Vue agrandie : kovalenko
Des débuts prometteurs à l'ETH Zurich : Maksym Kovalenko reçoit le prix Ruzicka 2013 (photo : Barbara Brauckmann / ETH Zurich).

Maksym Kovalenko se tient à côté de son bureau, vous scrutant avec curiosité, mais avec retenue. Comme de nombreux bureaux de la Digue de Barbarie du HCI, le sien est sans décoration et plutôt petit. Il ne semble pas encore aménagé, le professeur assistant de 31 ans, qui fait de la recherche à l'ETH Zurich depuis juillet 2011, n'en a tout simplement pas eu le temps. De plus, il a un deuxième bureau à l'Empa. Il fait donc la navette entre le Hönggerberg et Dübendorf - et pourtant, il ne semble pas stressé. Au contraire, Kovalenko semble être une personne calme, réfléchie, presque timide, qui n'a pas besoin de trop parler. Sauf lorsqu'il évoque ses recherches. Il sort d'une pile de tirés à part l'une de ses nouvelles publications, afin de mieux expliquer ce sur quoi il travaille : sur des nanocristaux unitaires d'étain ou d'antimoine, par exemple, qui pourraient être utilisés à l'avenir dans les batteries (ETH Life a rapporté).

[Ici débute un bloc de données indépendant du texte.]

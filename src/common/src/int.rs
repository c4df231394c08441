//
// Copyright 2018 yvt, all rights reserved.
//
// This source code is a part of Nightingales.
//
//! Integer helpers.
use num_traits::{PrimInt, Unsigned};

/// Extension methods for unsigned binary integers.
pub trait BinaryInteger: PrimInt + Unsigned {
    /// `ceil(log2(self))`. Returns `0` for `0` and `1`.
    fn log2_ceil(self) -> u32 {
        if self <= Self::one() {
            0
        } else {
            Self::zero().count_zeros() - (self - Self::one()).leading_zeros()
        }
    }
}

impl<T: PrimInt + Unsigned> BinaryInteger for T {}
//
// Copyright 2018 yvt, all rights reserved.
//
// This source code is a part of Nightingales.
//
#![allow(dead_code)]
use std::sync::Arc;

use zangfx_d3d12::device::{Device, DeviceRef};
use zangfx_d3d12::limits::DeviceConfig;
use zangfx_d3d12::null::NullDevice;

/// Route the crate's log output to the test harness. Set `RUST_LOG` to see
/// it.
pub fn init_logging() {
    let _ = tracing_subscriber::fmt()
        .with_env_filter(tracing_subscriber::EnvFilter::from_default_env())
        .with_test_writer()
        .try_init();
}

pub fn device_with_config(config: DeviceConfig) -> (Arc<NullDevice>, DeviceRef) {
    init_logging();
    let null = Arc::new(NullDevice::new());
    let device = Device::new(null.clone(), config).unwrap();
    (null, device)
}

pub fn device() -> (Arc<NullDevice>, DeviceRef) {
    device_with_config(DeviceConfig::default())
}
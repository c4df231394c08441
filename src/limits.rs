//
// Copyright 2018 yvt, all rights reserved.
//
// This source code is a part of Nightingales.
//
//! Hard limits and configurations of the descriptor subsystem.
use zangfx_common::{Error, ErrorKind, Result};

/// The maximum number of CBV/SRV/UAV descriptors in a single bind group.
pub const MAX_VIEWS_PER_BIND_GROUP: u32 = 952;

/// The maximum number of samplers in a single bind group.
pub const MAX_SAMPLERS_PER_BIND_GROUP: u32 = 48;

/// `D3D12_MAX_SHADER_VISIBLE_DESCRIPTOR_HEAP_SIZE_TIER_1`
pub const MAX_SHADER_VISIBLE_VIEW_HEAP_SIZE: u32 = 1_000_000;

/// `D3D12_MAX_SHADER_VISIBLE_SAMPLER_HEAP_SIZE`
pub const MAX_SHADER_VISIBLE_SAMPLER_HEAP_SIZE: u32 = 2048;

/// Configurations of a [`Device`](crate::device::Device).
#[derive(Debug, Clone, PartialEq, Eq)]
pub struct DeviceConfig {
    /// The number of descriptors in each staging heap for views.
    pub staging_view_heap_size: u32,
    /// The number of descriptors in each staging heap for samplers.
    pub staging_sampler_heap_size: u32,
    pub staging_rtv_heap_size: u32,
    pub staging_dsv_heap_size: u32,

    pub max_views_per_bind_group: u32,
    pub max_samplers_per_bind_group: u32,

    /// The size of the first shader-visible view heap. The size is doubled on
    /// every heap switch until it reaches `max_shader_visible_view_heap_size`.
    pub min_shader_visible_view_heap_size: u32,
    pub max_shader_visible_view_heap_size: u32,
    pub min_shader_visible_sampler_heap_size: u32,
    pub max_shader_visible_sampler_heap_size: u32,

    /// The maximum number of native heaps each staging allocator may create.
    /// Unlimited if `None`.
    pub max_staging_heaps: Option<usize>,
}

impl Default for DeviceConfig {
    fn default() -> Self {
        Self {
            staging_view_heap_size: 1024,
            staging_sampler_heap_size: 1024,
            staging_rtv_heap_size: 64,
            staging_dsv_heap_size: 64,
            max_views_per_bind_group: MAX_VIEWS_PER_BIND_GROUP,
            max_samplers_per_bind_group: MAX_SAMPLERS_PER_BIND_GROUP,
            min_shader_visible_view_heap_size: 1024,
            max_shader_visible_view_heap_size: MAX_SHADER_VISIBLE_VIEW_HEAP_SIZE,
            min_shader_visible_sampler_heap_size: 512,
            max_shader_visible_sampler_heap_size: MAX_SHADER_VISIBLE_SAMPLER_HEAP_SIZE,
            max_staging_heaps: None,
        }
    }
}

fn invalid(detail: &'static str) -> Error {
    Error::with_detail(ErrorKind::NotSupported, detail)
}

impl DeviceConfig {
    /// Construct a `DeviceConfig` with the default values.
    pub fn new() -> Self {
        Self::default()
    }

    pub fn validate(&self) -> Result<()> {
        if self.staging_view_heap_size == 0
            || self.staging_sampler_heap_size == 0
            || self.staging_rtv_heap_size == 0
            || self.staging_dsv_heap_size == 0
        {
            return Err(invalid("staging heap sizes must be non-zero"));
        }

        if self.max_views_per_bind_group > MAX_VIEWS_PER_BIND_GROUP {
            return Err(invalid("max_views_per_bind_group: too large"));
        }
        if self.max_samplers_per_bind_group > MAX_SAMPLERS_PER_BIND_GROUP {
            return Err(invalid("max_samplers_per_bind_group: too large"));
        }

        // A bind group's table must fit in a single shader-visible heap
        if self.min_shader_visible_view_heap_size < self.max_views_per_bind_group
            || self.min_shader_visible_view_heap_size == 0
        {
            return Err(invalid("min_shader_visible_view_heap_size: too small"));
        }
        if self.min_shader_visible_sampler_heap_size < self.max_samplers_per_bind_group
            || self.min_shader_visible_sampler_heap_size == 0
        {
            return Err(invalid("min_shader_visible_sampler_heap_size: too small"));
        }

        if self.max_shader_visible_view_heap_size < self.min_shader_visible_view_heap_size
            || self.max_shader_visible_view_heap_size > MAX_SHADER_VISIBLE_VIEW_HEAP_SIZE
        {
            return Err(invalid("max_shader_visible_view_heap_size: out of range"));
        }
        if self.max_shader_visible_sampler_heap_size < self.min_shader_visible_sampler_heap_size
            || self.max_shader_visible_sampler_heap_size > MAX_SHADER_VISIBLE_SAMPLER_HEAP_SIZE
        {
            return Err(invalid("max_shader_visible_sampler_heap_size: out of range"));
        }

        if self.max_staging_heaps == Some(0) {
            return Err(invalid("max_staging_heaps: must be non-zero"));
        }

        Ok(())
    }
}

#[cfg(test)]
mod tests {
    use super::*;

    #[test]
    fn default_is_valid() {
        DeviceConfig::new().validate().unwrap();
    }

    #[test]
    fn invalid_values() {
        let mut config = DeviceConfig::new();
        config.max_shader_visible_sampler_heap_size = 4096;
        assert_eq!(
            config.validate().unwrap_err().kind(),
            ErrorKind::NotSupported
        );

        let mut config = DeviceConfig::new();
        config.min_shader_visible_view_heap_size = 16;
        assert!(config.validate().is_err());

        let mut config = DeviceConfig::new();
        config.staging_dsv_heap_size = 0;
        assert!(config.validate().is_err());
    }
}
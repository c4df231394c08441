//
// Copyright 2018 yvt, all rights reserved.
//
// This source code is a part of Nightingales.
//
//! The per-subresource state machine and the barriers it produces.
//!
//! The native API lets some transitions happen without a barrier. A resource
//! in `COMMON` is *implicitly promoted* to a read-only state on first use, and
//! a promoted resource *decays* back to `COMMON` once the command list that
//! promoted it has executed. [`StateAndDecay`] records enough to tell both
//! cases apart from those requiring an explicit barrier.
use crate::native::{ResourceId, ResourceStates};
use zangfx_common::Serial;

/// The tracked state of a single subresource.
#[derive(Debug, Clone, Copy, PartialEq, Eq, Hash)]
pub struct StateAndDecay {
    pub last_state: ResourceStates,
    pub last_decay_serial: Serial,
    /// `true` only if `last_state` was reached by implicit promotion from
    /// `COMMON`.
    pub is_valid_to_decay: bool,
}

impl StateAndDecay {
    pub fn common() -> Self {
        Self {
            last_state: ResourceStates::COMMON,
            last_decay_serial: Serial::MAX,
            is_valid_to_decay: false,
        }
    }
}

impl Default for StateAndDecay {
    fn default() -> Self {
        Self::common()
    }
}

#[derive(Debug, Clone, Copy, PartialEq, Eq, Hash)]
pub enum BarrierSubresource {
    All,
    /// A subresource index as understood by the native API
    /// (`mip + layer * mips + plane * mips * layers`).
    Index(u32),
}

/// A barrier to be recorded by the command list emitter.
#[derive(Debug, Clone, Copy, PartialEq, Eq, Hash)]
pub enum Barrier {
    Transition {
        resource: ResourceId,
        subresource: BarrierSubresource,
        before: ResourceStates,
        after: ResourceStates,
    },
    Uav {
        resource: ResourceId,
    },
}

impl Barrier {
    pub fn resource(&self) -> ResourceId {
        match *self {
            Barrier::Transition { resource, .. } | Barrier::Uav { resource } => resource,
        }
    }
}

/// What [`transition`] requires the caller to emit.
#[derive(Debug, Clone, Copy, PartialEq, Eq)]
pub(crate) enum Transition {
    None,
    Uav,
    Explicit { before: ResourceStates },
}

/// Advance `state` to `new_state` for a command list whose serial is
/// `pending`.
///
/// `simultaneous_access` resources can be promoted from `COMMON` to any
/// state.
pub(crate) fn transition(
    state: &mut StateAndDecay,
    new_state: ResourceStates,
    pending: Serial,
    simultaneous_access: bool,
) -> Transition {
    if state.last_state == ResourceStates::UNORDERED_ACCESS
        && new_state == ResourceStates::UNORDERED_ACCESS
    {
        return Transition::Uav;
    }

    if state.last_state == new_state {
        if state.is_valid_to_decay {
            // Reused by this command list, so it decays no earlier than
            // this one completes.
            state.last_decay_serial = pending;
        }
        return Transition::None;
    }

    if state.is_valid_to_decay && pending > state.last_decay_serial {
        state.last_state = ResourceStates::COMMON;
    }

    let last_state = state.last_state;
    state.last_state = new_state;

    if last_state == ResourceStates::COMMON {
        if simultaneous_access || ResourceStates::PROMOTABLE_READ_ONLY.contains(new_state) {
            state.is_valid_to_decay = true;
            state.last_decay_serial = pending;
            return Transition::None;
        } else if new_state == ResourceStates::COPY_DEST {
            // Promotable, but a write. Writes never decay.
            state.is_valid_to_decay = false;
            return Transition::None;
        }
    }

    state.is_valid_to_decay = false;
    Transition::Explicit { before: last_state }
}
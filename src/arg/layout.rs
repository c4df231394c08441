//
// Copyright 2018 yvt, all rights reserved.
//
// This source code is a part of Nightingales.
//
//! Bind group layouts and the descriptor range planner.
//!
//! A layout's bindings are split into two descriptor tables: the *view*
//! table (`CbvSrvUav` heap) and the *sampler* table. Each binding gets an
//! offset within its table and a shader register equal to its binding number.
//! Runs of bindings with the same range type and contiguous registers share a
//! single [`DescriptorRange`].
use itertools::Itertools;
use std::sync::Arc;

use super::{translate_descriptor_range_type, BindingType, DescriptorCount, DescriptorRangeType};
use crate::limits::{MAX_SAMPLERS_PER_BIND_GROUP, MAX_VIEWS_PER_BIND_GROUP};
use zangfx_common::{Error, ErrorKind, Result};

#[derive(Debug, Clone, Copy, PartialEq, Eq, Hash)]
pub struct BindingLayoutEntry {
    pub binding: u32,
    pub ty: BindingType,
}

/// `D3D12_DESCRIPTOR_RANGE`, minus the register space.
#[derive(Debug, Clone, Copy, PartialEq, Eq, Hash)]
pub struct DescriptorRange {
    pub ty: DescriptorRangeType,
    pub num_descriptors: u32,
    pub base_shader_register: u32,
    pub offset_in_table: u32,
}

#[derive(Debug, Clone, Copy, PartialEq, Eq, Hash)]
pub enum TableKind {
    View,
    Sampler,
}

/// Where a binding's descriptor goes.
#[derive(Debug, Clone, Copy, PartialEq, Eq, Hash)]
pub enum BindingPlacement {
    Table {
        table: TableKind,
        ty: DescriptorRangeType,
        shader_register: u32,
        offset: u32,
    },
    /// Bound directly as a root descriptor. `index` counts the layout's
    /// dynamic-offset buffers in binding order.
    RootDescriptor {
        ty: DescriptorRangeType,
        shader_register: u32,
        index: u32,
    },
}

/// The result of [`plan_descriptor_ranges`].
#[derive(Debug, Clone, PartialEq, Eq)]
pub struct DescriptorPlan {
    /// Sorted by binding number.
    bindings: Vec<(u32, BindingPlacement)>,
    view_ranges: Vec<DescriptorRange>,
    sampler_ranges: Vec<DescriptorRange>,
    count: DescriptorCount,
    num_root_descriptors: u32,
}

impl DescriptorPlan {
    pub fn placement(&self, binding: u32) -> Option<&BindingPlacement> {
        self.bindings
            .binary_search_by_key(&binding, |&(b, _)| b)
            .ok()
            .map(|i| &self.bindings[i].1)
    }

    pub fn bindings(&self) -> &[(u32, BindingPlacement)] {
        &self.bindings
    }

    pub fn view_ranges(&self) -> &[DescriptorRange] {
        &self.view_ranges
    }

    pub fn sampler_ranges(&self) -> &[DescriptorRange] {
        &self.sampler_ranges
    }

    /// The number of descriptors in tables, by range type. Root
    /// descriptors are not counted.
    pub fn count(&self) -> &DescriptorCount {
        &self.count
    }

    pub fn num_view_descriptors(&self) -> u32 {
        self.count.num_views()
    }

    pub fn num_sampler_descriptors(&self) -> u32 {
        self.count.num_samplers()
    }

    pub fn num_root_descriptors(&self) -> u32 {
        self.num_root_descriptors
    }
}

/// Compute the descriptor plan for a set of bindings.
///
/// The result depends only on the set of entries, not on their order.
/// Panics if a binding number appears twice.
pub fn plan_descriptor_ranges(entries: &[BindingLayoutEntry]) -> DescriptorPlan {
    let sorted: Vec<_> = entries.iter().sorted_by_key(|e| e.binding).collect();
    if let Some((a, _)) = sorted.iter().tuple_windows().find(|(a, b)| a.binding == b.binding) {
        panic!("duplicate binding number {}", a.binding);
    }

    let mut plan = DescriptorPlan {
        bindings: Vec::with_capacity(sorted.len()),
        view_ranges: Vec::new(),
        sampler_ranges: Vec::new(),
        count: DescriptorCount::new(),
        num_root_descriptors: 0,
    };

    for entry in sorted {
        let ty = translate_descriptor_range_type(entry.ty);
        let shader_register = entry.binding;

        if let BindingType::Buffer {
            has_dynamic_offset: true,
            ..
        } = entry.ty
        {
            plan.bindings.push((
                entry.binding,
                BindingPlacement::RootDescriptor {
                    ty,
                    shader_register,
                    index: plan.num_root_descriptors,
                },
            ));
            plan.num_root_descriptors += 1;
            continue;
        }

        let (table, ranges, offset) = if ty == DescriptorRangeType::Sampler {
            (TableKind::Sampler, &mut plan.sampler_ranges, plan.count.num_samplers())
        } else {
            (TableKind::View, &mut plan.view_ranges, plan.count.num_views())
        };
        plan.count[ty] += 1;

        match ranges.last_mut() {
            Some(prev)
                if prev.ty == ty
                    && prev.base_shader_register + prev.num_descriptors == shader_register =>
            {
                prev.num_descriptors += 1;
            }
            _ => ranges.push(DescriptorRange {
                ty,
                num_descriptors: 1,
                base_shader_register: shader_register,
                offset_in_table: offset,
            }),
        }

        plan.bindings.push((
            entry.binding,
            BindingPlacement::Table {
                table,
                ty,
                shader_register,
                offset,
            },
        ));
    }

    plan
}

/// Builds a [`BindGroupLayout`].
#[derive(Debug, Clone)]
pub struct BindGroupLayoutBuilder {
    entries: Vec<Option<BindingType>>,
    max_views: u32,
    max_samplers: u32,
    label: Option<String>,
}

impl Default for BindGroupLayoutBuilder {
    fn default() -> Self {
        Self::with_limits(MAX_VIEWS_PER_BIND_GROUP, MAX_SAMPLERS_PER_BIND_GROUP)
    }
}

impl BindGroupLayoutBuilder {
    pub fn new() -> Self {
        Self::default()
    }

    pub(crate) fn with_limits(max_views: u32, max_samplers: u32) -> Self {
        Self {
            entries: Vec::new(),
            max_views,
            max_samplers,
            label: None,
        }
    }

    /// Define the binding `binding`, replacing an existing one if any.
    pub fn entry(&mut self, binding: u32, ty: BindingType) -> &mut Self {
        let index = binding as usize;
        if self.entries.len() <= index {
            self.entries.resize(index + 1, None);
        }
        self.entries[index] = Some(ty);
        self
    }

    pub fn label(&mut self, v: &str) -> &mut Self {
        self.label = Some(v.to_owned());
        self
    }

    pub fn build(&mut self) -> Result<BindGroupLayoutRef> {
        let entries: Vec<_> = self
            .entries
            .iter()
            .enumerate()
            .filter_map(|(binding, ty)| {
                ty.map(|ty| BindingLayoutEntry {
                    binding: binding as u32,
                    ty,
                })
            })
            .collect();

        let plan = plan_descriptor_ranges(&entries);
        if plan.num_view_descriptors() > self.max_views {
            return Err(Error::with_detail(
                ErrorKind::NotSupported,
                format!(
                    "{} view descriptors exceed the limit of {}",
                    plan.num_view_descriptors(),
                    self.max_views
                ),
            ));
        }
        if plan.num_sampler_descriptors() > self.max_samplers {
            return Err(Error::with_detail(
                ErrorKind::NotSupported,
                format!(
                    "{} samplers exceed the limit of {}",
                    plan.num_sampler_descriptors(),
                    self.max_samplers
                ),
            ));
        }

        Ok(Arc::new(BindGroupLayout {
            entries,
            plan,
            label: self.label.clone(),
        }))
    }
}

#[derive(Debug)]
pub struct BindGroupLayout {
    /// Sorted by binding number.
    entries: Vec<BindingLayoutEntry>,
    plan: DescriptorPlan,
    label: Option<String>,
}

pub type BindGroupLayoutRef = Arc<BindGroupLayout>;

impl BindGroupLayout {
    pub fn entries(&self) -> &[BindingLayoutEntry] {
        &self.entries
    }

    pub fn entry(&self, binding: u32) -> Option<&BindingLayoutEntry> {
        self.entries
            .binary_search_by_key(&binding, |e| e.binding)
            .ok()
            .map(|i| &self.entries[i])
    }

    pub fn plan(&self) -> &DescriptorPlan {
        &self.plan
    }

    pub fn label(&self) -> Option<&str> {
        self.label.as_ref().map(String::as_str)
    }
}

#[cfg(test)]
mod tests {
    use super::*;
    use crate::arg::{BufferBindingType, StorageTextureAccess};

    fn uniform(binding: u32) -> BindingLayoutEntry {
        BindingLayoutEntry {
            binding,
            ty: BindingType::Buffer {
                ty: BufferBindingType::Uniform,
                has_dynamic_offset: false,
            },
        }
    }

    fn texture(binding: u32) -> BindingLayoutEntry {
        BindingLayoutEntry {
            binding,
            ty: BindingType::Texture,
        }
    }

    fn sampler(binding: u32) -> BindingLayoutEntry {
        BindingLayoutEntry {
            binding,
            ty: BindingType::Sampler,
        }
    }

    #[test]
    fn contiguous_bindings_coalesce() {
        let plan = plan_descriptor_ranges(&[
            uniform(0),
            uniform(1),
            texture(2),
            texture(3),
            texture(5),
            sampler(4),
            sampler(6),
        ]);
        assert_eq!(
            plan.view_ranges(),
            &[
                DescriptorRange {
                    ty: DescriptorRangeType::Cbv,
                    num_descriptors: 2,
                    base_shader_register: 0,
                    offset_in_table: 0,
                },
                DescriptorRange {
                    ty: DescriptorRangeType::Srv,
                    num_descriptors: 2,
                    base_shader_register: 2,
                    offset_in_table: 2,
                },
                DescriptorRange {
                    ty: DescriptorRangeType::Srv,
                    num_descriptors: 1,
                    base_shader_register: 5,
                    offset_in_table: 4,
                },
            ]
        );
        assert_eq!(plan.sampler_ranges().len(), 2);
        assert_eq!(plan.num_view_descriptors(), 5);
        assert_eq!(plan.num_sampler_descriptors(), 2);
        assert_eq!(
            plan.placement(6),
            Some(&BindingPlacement::Table {
                table: TableKind::Sampler,
                ty: DescriptorRangeType::Sampler,
                shader_register: 6,
                offset: 1,
            })
        );
    }

    #[test]
    fn dynamic_buffers_are_root_descriptors() {
        let plan = plan_descriptor_ranges(&[
            uniform(0),
            BindingLayoutEntry {
                binding: 1,
                ty: BindingType::Buffer {
                    ty: BufferBindingType::Storage,
                    has_dynamic_offset: true,
                },
            },
            BindingLayoutEntry {
                binding: 2,
                ty: BindingType::StorageTexture {
                    access: StorageTextureAccess::WriteOnly,
                },
            },
        ]);
        assert_eq!(plan.num_root_descriptors(), 1);
        assert_eq!(plan.num_view_descriptors(), 2);
        assert_eq!(
            plan.placement(1),
            Some(&BindingPlacement::RootDescriptor {
                ty: DescriptorRangeType::Uav,
                shader_register: 1,
                index: 0,
            })
        );
        assert_eq!(
            plan.placement(2),
            Some(&BindingPlacement::Table {
                table: TableKind::View,
                ty: DescriptorRangeType::Uav,
                shader_register: 2,
                offset: 1,
            })
        );
    }

    #[test]
    fn order_independent() {
        let a = plan_descriptor_ranges(&[sampler(3), texture(1), uniform(0), texture(2)]);
        let b = plan_descriptor_ranges(&[uniform(0), texture(1), texture(2), sampler(3)]);
        assert_eq!(a, b);
    }

    #[test]
    #[should_panic]
    fn duplicate_bindings() {
        plan_descriptor_ranges(&[uniform(0), texture(0)]);
    }

    #[test]
    fn limits_are_enforced() {
        let mut builder = BindGroupLayoutBuilder::with_limits(2, 1);
        builder.entry(0, BindingType::Texture).entry(1, BindingType::Texture);
        assert!(builder.build().is_ok());
        builder.entry(2, BindingType::Texture);
        assert_eq!(builder.build().unwrap_err().kind(), ErrorKind::NotSupported);
    }

    #[test]
    fn builder_replaces_entries() {
        let layout = BindGroupLayoutBuilder::new()
            .entry(3, BindingType::Texture)
            .entry(3, BindingType::Sampler)
            .build()
            .unwrap();
        assert_eq!(layout.entries().len(), 1);
        assert_eq!(layout.entry(3).unwrap().ty, BindingType::Sampler);
        assert_eq!(layout.plan().num_sampler_descriptors(), 1);
    }
}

Kovalenko est également enthousiasmé par les travaux actuels de son groupe sur les matériaux de stockage du sodium, qui pourraient constituer une véritable alternative avantageuse à la technologie du lithium actuellement utilisée. Il veut optimiser la taille et la forme des nanocristaux afin d'améliorer sensiblement la densité énergétique des batteries rechargeables lithium-ion et sodium-ion. Il souhaite également mieux comprendre et développer la chimie de surface des nanocristaux, ce qui constituerait une percée pour leur utilisation dans l'électronique, le photovoltaïque et les batteries.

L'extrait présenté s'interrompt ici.